I inhaled deeply and jumped high enough to allow my arms to go over the side of the crib. The slats were wide which made getting a good grip a tough job but I held on tightly, struggling to get my left leg over the top and with great effort hung precariously balanced with half my body on the mattress side and half hanging over the open air and Quesa’s waiting form. I began to slip back and as I did so said, “Oh, no you don’t!” and then kicked wildly until I was free of the railing and free-falling onto Quesa’s waiting back.
Quesa stood stoically as I landed on top of her, grabbed the poor dog’s right ear and then fell to the ground, producing a solid thump. “Oh, Jack! Are you okay?” Quesa asked.
“Yeah,” I whispered, shaking my head to clear it. “I think so.
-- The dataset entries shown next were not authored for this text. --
#[cfg(test)]
mod tests {
    use super::*;
    use crate::search::criteria::{SearchParams, SortField};
    use chrono::TimeZone;

    fn posting(title: &str, department: Option<&str>, location: &str) -> JobPosting {
        JobPosting {
            id: Uuid::new_v4(),
            company_id: Uuid::new_v4(),
            title: title.to_string(),
            department: department.map(str::to_string),
            job_type: JobType::FullTime,
            workplace_type: WorkplaceType::OnSite,
            location: location.to_string(),
            skills: vec!["rust".to_string(), "sql".to_string()],
            status: JobStatus::Published,
            is_active: true,
            created_at: Utc.with_ymd_and_hms(2024, 6, 1, 12, 0, 0).unwrap(),
        }
    }

    fn criteria(params: SearchParams) -> SearchCriteria {
        SearchCriteria::from_params(params).unwrap()
    }

    fn now() -> DateTime<Utc> {
        Utc.with_ymd_and_hms(2024, 6, 15, 12, 0, 0).unwrap()
    }

    #[test]
    fn test_published_scope_conditions_lead_the_query() {
        let query = build_query(
            &criteria(SearchParams::default()),
            &SearchScope::PublishedListings,
            now(),
        );
        assert_eq!(
            query.conditions,
            vec![
                Condition::StatusIs(JobStatus::Published),
                Condition::ActiveIs(true),
            ]
        );
    }

    #[test]
    fn test_empty_criteria_add_no_optional_conditions() {
        let company = Uuid::new_v4();
        let query = build_query(
            &criteria(SearchParams::default()),
            &SearchScope::Company(company),
            now(),
        );
        assert_eq!(query.conditions, vec![Condition::OwnedBy(company)]);
    }

    #[test]
    fn test_q_matches_any_of_the_text_trio_case_insensitively() {
        let query = build_query(
            &criteria(SearchParams {
                q: Some("ENGineer".to_string()),
                ..Default::default()
            }),
            &SearchScope::PublishedListings,
            now(),
        );

        assert!(query.matches(&posting("Software Engineer", None, "Boston")));
        assert!(query.matches(&posting("Analyst", Some("Engineering"), "Boston")));
        assert!(query.matches(&posting("Chef", None, "Engineer's Bay")));
        assert!(!query.matches(&posting("Chef", Some("Kitchen"), "Boston")));
    }

    #[test]
    fn test_individual_text_params_are_all_required() {
        let query = build_query(
            &criteria(SearchParams {
                title: Some("engineer".to_string()),
                location: Some("berlin".to_string()),
                ..Default::default()
            }),
            &SearchScope::PublishedListings,
            now(),
        );

        assert!(query.matches(&posting("Platform Engineer", None, "Berlin")));
        // Title matches but location does not: AND semantics.
        assert!(!query.matches(&posting("Platform Engineer", None, "Boston")));
    }

    #[test]
    fn test_q_does_not_match_skills_or_type() {
        let query = build_query(
            &criteria(SearchParams {
                q: Some("rust".to_string()),
                ..Default::default()
            }),
            &SearchScope::PublishedListings,
            now(),
        );
        // The sample posting lists "rust" as a skill but nowhere in its text
        // fields.
        assert!(!query.matches(&posting("Chef", None, "Boston")));
    }

    #[test]
    fn test_skills_require_every_listed_skill() {
        let query = build_query(
            &criteria(SearchParams {
                skills: Some("rust,sql".to_string()),
                ..Default::default()
            }),
            &SearchScope::PublishedListings,
            now(),
        );

        let both = posting("Engineer", None, "Boston");
        assert!(query.matches(&both));

        let mut only_one = posting("Engineer", None, "Boston");
        only_one.skills = vec!["rust".to_string()];
        assert!(!only_one.skills.contains(&"sql".to_string()));
        assert!(!query.matches(&only_one));
    }

    #[test]
    fn test_time_window_bounds_creation_date() {
        let query = build_query(
            &criteria(SearchParams {
                time: Some("30d".to_string()),
                ..Default::default()
            }),
            &SearchScope::PublishedListings,
            now(),
        );

        let mut recent = posting("Engineer", None, "Boston");
        recent.created_at = now() - Duration::days(29);
        assert!(query.matches(&recent));

        let mut stale = posting("Engineer", None, "Boston");
        stale.created_at = now() - Duration::days(31);
        assert!(!query.matches(&stale));
    }

    #[test]
    fn test_explicit_bounds_make_time_irrelevant() {
        let query = build_query(
            &criteria(SearchParams {
                from: Some("2024-06-01".to_string()),
                to: Some("2024-06-10".to_string()),
                time: Some("2d".to_string()),
                ..Default::default()
            }),
            &SearchScope::PublishedListings,
            now(),
        );

        // Inside from/to but far outside the 2-day window: still matches.
        let mut inside_bounds = posting("Engineer", None, "Boston");
        inside_bounds.created_at = Utc.with_ymd_and_hms(2024, 6, 5, 8, 0, 0).unwrap();
        assert!(query.matches(&inside_bounds));

        // Inside the 2-day window but outside from/to: rejected.
        let mut outside_bounds = posting("Engineer", None, "Boston");
        outside_bounds.created_at = now() - Duration::days(1);
        assert!(!query.matches(&outside_bounds));
    }

    #[test]
    fn test_scope_cannot_be_relaxed_by_parameters() {
        // Asking for drafts does not widen the published-listings scope; the
        // two status conditions simply AND into an unsatisfiable filter.
        let query = build_query(
            &criteria(SearchParams {
                status: Some("draft".to_string()),
                ..Default::default()
            }),
            &SearchScope::PublishedListings,
            now(),
        );

        let mut draft = posting("Engineer", None, "Boston");
        draft.status = JobStatus::Draft;
        assert!(!query.matches(&draft));
        assert!(!query.matches(&posting("Engineer", None, "Boston")));
    }

    #[test]
    fn test_published_scope_excludes_inactive_postings() {
        let query = build_query(
            &criteria(SearchParams::default()),
            &SearchScope::PublishedListings,
            now(),
        );
        let mut inactive = posting("Engineer", None, "Boston");
        inactive.is_active = false;
        assert!(!query.matches(&inactive));
    }

    #[test]
    fn test_company_scope_filters_on_owner() {
        let company = Uuid::new_v4();
        let query = build_query(
            &criteria(SearchParams::default()),
            &SearchScope::Company(company),
            now(),
        );

        let mut owned = posting("Engineer", None, "Boston");
        owned.company_id = company;
        owned.status = JobStatus::Draft; // drafts visible to their owner
        assert!(query.matches(&owned));

        assert!(!query.matches(&posting("Engineer", None, "Boston")));
    }

    #[test]
    fn test_omitting_a_parameter_only_relaxes_the_filter() {
        let full_params = SearchParams {
            q: Some("engineer".to_string()),
            skills: Some("rust,sql".to_string()),
            workplace_type: Some("on-site".to_string()),
            time: Some("30d".to_string()),
            ..Default::default()
        };
        let relaxed_params = SearchParams {
            skills: None,
            ..full_params.clone()
        };

        let full = build_query(
            &criteria(full_params),
            &SearchScope::PublishedListings,
            now(),
        );
        let relaxed = build_query(
            &criteria(relaxed_params),
            &SearchScope::PublishedListings,
            now(),
        );

        // Dropping a parameter drops exactly its condition.
        assert_eq!(relaxed.conditions.len(), full.conditions.len() - 1);
        assert!(relaxed
            .conditions
            .iter()
            .all(|c| full.conditions.contains(c)));

        // So anything the full query accepted, the relaxed one accepts too.
        let mut sample = posting("Software Engineer", None, "Boston");
        sample.created_at = now() - Duration::days(3);
        assert!(full.matches(&sample));
        assert!(relaxed.matches(&sample));
    }

    #[test]
    fn test_sort_postings_created_at_descending() {
        let mut a = posting("A", None, "X");
        a.created_at = Utc.with_ymd_and_hms(2024, 6, 1, 0, 0, 0).unwrap();
        let mut b = posting("B", None, "X");
        b.created_at = Utc.with_ymd_and_hms(2024, 6, 3, 0, 0, 0).unwrap();
        let mut c = posting("C", None, "X");
        c.created_at = Utc.with_ymd_and_hms(2024, 6, 2, 0, 0, 0).unwrap();

        let mut postings = vec![a, b, c];
        sort_postings(&mut postings, &SortSpec::default());
        let titles: Vec<&str> = postings.iter().map(|p| p.title.as_str()).collect();
        assert_eq!(titles, vec!["B", "C", "A"]);
    }

    #[test]
    fn test_sort_postings_title_ascending_ignores_case() {
        let mut postings = vec![
            posting("banana", None, "X"),
            posting("Apple", None, "X"),
            posting("cherry", None, "X"),
        ];
        sort_postings(
            &mut postings,
            &SortSpec {
                field: SortField::Title,
                descending: false,
            },
        );
        let titles: Vec<&str> = postings.iter().map(|p| p.title.as_str()).collect();
        assert_eq!(titles, vec!["Apple", "banana", "cherry"]);
    }
}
Do you hear anything?”
“Like what, Jack?”
“Like Otta or Libby moving around! Do you?”
Quesa listened intently before answering. “Nope. Do you want me to go get them?”
“What?!” I asked, astonished with the question. “No! I think we made it. Let me use the big boy potty and then we can go explore together; what do you say?”
“That sounds great, Jack. I need to go potty too. I’ll meet you outside, okay?”
“Outside?” I asked. “Oh, yeah. Outside. We can use your doggy door! Great idea, Quesa. Let me go potty and then I’ll meet you outside.”